After getting dressed for the event we departed to the
meeting place which was an open air plot of land somewhere in the city. They
had plenty of chairs for all the adults which must have been at least 60-70
people with the children sitting on mats per usual Indian custom.
Upon arrival, I learned that Bro. Sam had decided he did
not feel prepared yet to be ordained as an elder but would instead be ordained
as a deacon along with Bro. Nixon. I further learned that the plan had always
been to ordain Bro. Ebenezer who is an older man and was previously the ordained
minister of their church.
What follows is a brief set of minutes I took during the
Introductory and instructional remarks were given by Elder
Jeff Harris. Elder Harris outlined the events of the evening which would
include the constitution of Revival Primitive Baptist Church, the ordination of
Bro. G. Ebenezer to the full work of the gospel ministry and the ordination of
Bro. Sam and Bro. Nixon to the office of Deacon.
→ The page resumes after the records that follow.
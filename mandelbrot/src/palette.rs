//! ANSI 256-colour palettes and the mapping from iteration counts onto them.

use std::str::FromStr;

use crate::error::ConfigError;

pub const MIN_PALETTE_LEN: usize = 8;

/// Built-in palette. Entry 0 colours the interior of the set.
pub const DEFAULT_PALETTE: [u8; 12] = [
    0x32, 0xA8, 0xB2, 0xC0, 0x6D, 0x80, 0x82, 0xE8, 0xF0, 0xF2, 0xFA, 0xFD,
];

/// Ordered colour bytes of the xterm 256-colour table. Always holds at
/// least [`MIN_PALETTE_LEN`] entries.
#[derive(Debug, Clone, PartialEq, Eq)]
pub struct Palette {
    colours: Vec<u8>,
}

impl Palette {
    pub fn new(colours: impl Into<Vec<u8>>) -> Result<Self, ConfigError> {
        let colours = colours.into();
        if colours.len() < MIN_PALETTE_LEN {
            return Err(ConfigError::PaletteTooShort {
                len: colours.len(),
                min: MIN_PALETTE_LEN,
            });
        }
        Ok(Self { colours })
    }

    /// Every colour of the 256-colour table, black first.
    pub fn full_colours() -> Self {
        Self {
            colours: (0..=u8::MAX).collect(),
        }
    }

    pub fn len(&self) -> usize {
        self.colours.len()
    }

    pub fn colours(&self) -> &[u8] {
        &self.colours
    }

    /// Interior points (`count >= max_iter`) get entry 0. Escaped points cycle
    /// through the remaining entries so that consecutive counts form bands,
    /// starting at entry 1 for a count of 0.
    pub fn index_for(&self, count: u32, max_iter: u32) -> usize {
        if count >= max_iter {
            return 0;
        }
        1 + count as usize % (self.colours.len() - 1)
    }

    pub fn colour_for(&self, count: u32, max_iter: u32) -> u8 {
        self.colours[self.index_for(count, max_iter)]
    }
}

impl Default for Palette {
    fn default() -> Self {
        Self {
            colours: DEFAULT_PALETTE.to_vec(),
        }
    }
}

/// Parses a comma separated list such as `0x32,168,0xB2`.
impl FromStr for Palette {
    type Err = ConfigError;

    fn from_str(s: &str) -> Result<Self, Self::Err> {
        let colours = s
            .split(',')
            .map(str::trim)
            .filter(|entry| !entry.is_empty())
            .map(parse_byte)
            .collect::<Result<Vec<_>, _>>()?;
        Self::new(colours)
    }
}

fn parse_byte(entry: &str) -> Result<u8, ConfigError> {
    let parsed = match entry
        .strip_prefix("0x")
        .or_else(|| entry.strip_prefix("0X"))
    {
        Some(hex) => u8::from_str_radix(hex, 16),
        None => entry.parse(),
    };
    parsed.map_err(|_| ConfigError::InvalidPaletteEntry(entry.to_owned()))
}

#[cfg(test)]
mod tests {
    use super::*;
    use test_log::test;

    #[test]
    fn short_palettes_are_rejected() {
        assert_eq!(
            Palette::new(vec![1u8, 2, 3, 4, 5, 6, 7]),
            Err(ConfigError::PaletteTooShort { len: 7, min: 8 })
        );
        assert!(Palette::new(Vec::<u8>::new()).is_err());
        assert!(Palette::new(vec![0u8; MIN_PALETTE_LEN]).is_ok());
    }

    #[test]
    fn presets() {
        assert_eq!(Palette::default().colours(), &DEFAULT_PALETTE);
        let full = Palette::full_colours();
        assert_eq!(full.len(), 256);
        assert_eq!(full.colours()[0], 0);
        assert_eq!(full.colours()[255], 255);
    }

    #[test]
    fn index_is_always_in_bounds() {
        for palette in [Palette::default(), Palette::full_colours()] {
            for max_iter in [1, 7, 11, 12, 300] {
                for count in 0..=max_iter + 2 {
                    assert!(palette.index_for(count, max_iter) < palette.len());
                }
            }
            assert!(palette.index_for(u32::MAX, u32::MAX) < palette.len());
            assert!(palette.index_for(u32::MAX - 1, u32::MAX) < palette.len());
        }
    }

    #[test]
    fn interior_and_fast_escape_are_distinct() {
        let palette = Palette::default();
        let max_iter = 10_000;

        assert_eq!(palette.index_for(max_iter, max_iter), 0);
        assert_eq!(palette.index_for(0, max_iter), 1);
        assert_eq!(palette.colour_for(max_iter, max_iter), 0x32);
        assert_eq!(palette.colour_for(0, max_iter), 0xA8);
    }

    #[test]
    fn escaped_counts_cycle_through_the_bands() {
        let palette = Palette::default();
        let bands: Vec<usize> = (0..13).map(|n| palette.index_for(n, 100)).collect();
        assert_eq!(bands, vec![1, 2, 3, 4, 5, 6, 7, 8, 9, 10, 11, 1, 2]);
    }

    #[test]
    fn parses_mixed_hex_and_decimal() {
        let palette: Palette = "0x32, 168,0xb2,192,0X6D,128,130,232".parse().unwrap();
        assert_eq!(palette.colours(), &[0x32, 168, 0xB2, 192, 0x6D, 128, 130, 232]);
    }

    #[test]
    fn parse_errors() {
        assert_eq!(
            "1,2,3".parse::<Palette>(),
            Err(ConfigError::PaletteTooShort { len: 3, min: 8 })
        );
        assert_eq!(
            "1,2,3,4,5,6,7,256".parse::<Palette>(),
            Err(ConfigError::InvalidPaletteEntry("256".into()))
        );
        assert_eq!(
            "1,2,3,4,5,6,7,0xZZ".parse::<Palette>(),
            Err(ConfigError::InvalidPaletteEntry("0xZZ".into()))
        );
    }
}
Elder Babu, of Yercaud PBC gave the opening prayer.
Elder Jeff Harris delivered the constitution charge taking
his opening text from Acts 1:14 and remarking that the primitive church follows
the pattern set forth in the scripture including singing, praying and
preaching. In this manner their church would follow the simple New Testament
faith and practice of the first century church.
Elder Guna read the Articles of Faith which the church
members covenanted to keep by a unanimous vote of the right hand. Elder Harris
followed their affirmation of the Articles of Faith by explaining that, as God’s
church, they are the pillar and ground of the truth.
Elder Guna next read, and the church members recited with
him as a sign of their consent and covenant to keep, the Church Covenant.
Elder James Taylor gave the constitution prayer for Revival
Primitive Baptist Church.
Elder Jeff Harris delivered the ordination charge to Bro.
Ebenezer taking his text from 1 Tim 3:1-7.
Elder Guna gave the examination to Bro. Ebenezer on behalf
of the Presbytery which included Elder Guna, Elder Babu, Elder Judson, Elder
Jeff Harris and Elder James Taylor. The Presbytery, being satisfied with Bro.
Ebenezer’s answers, voted unanimously to ordain him to the work of the gospel
Elder James Taylor gave the ordination prayer for Elder
Elder Jeff Harris delivered the ordination charge to Bro.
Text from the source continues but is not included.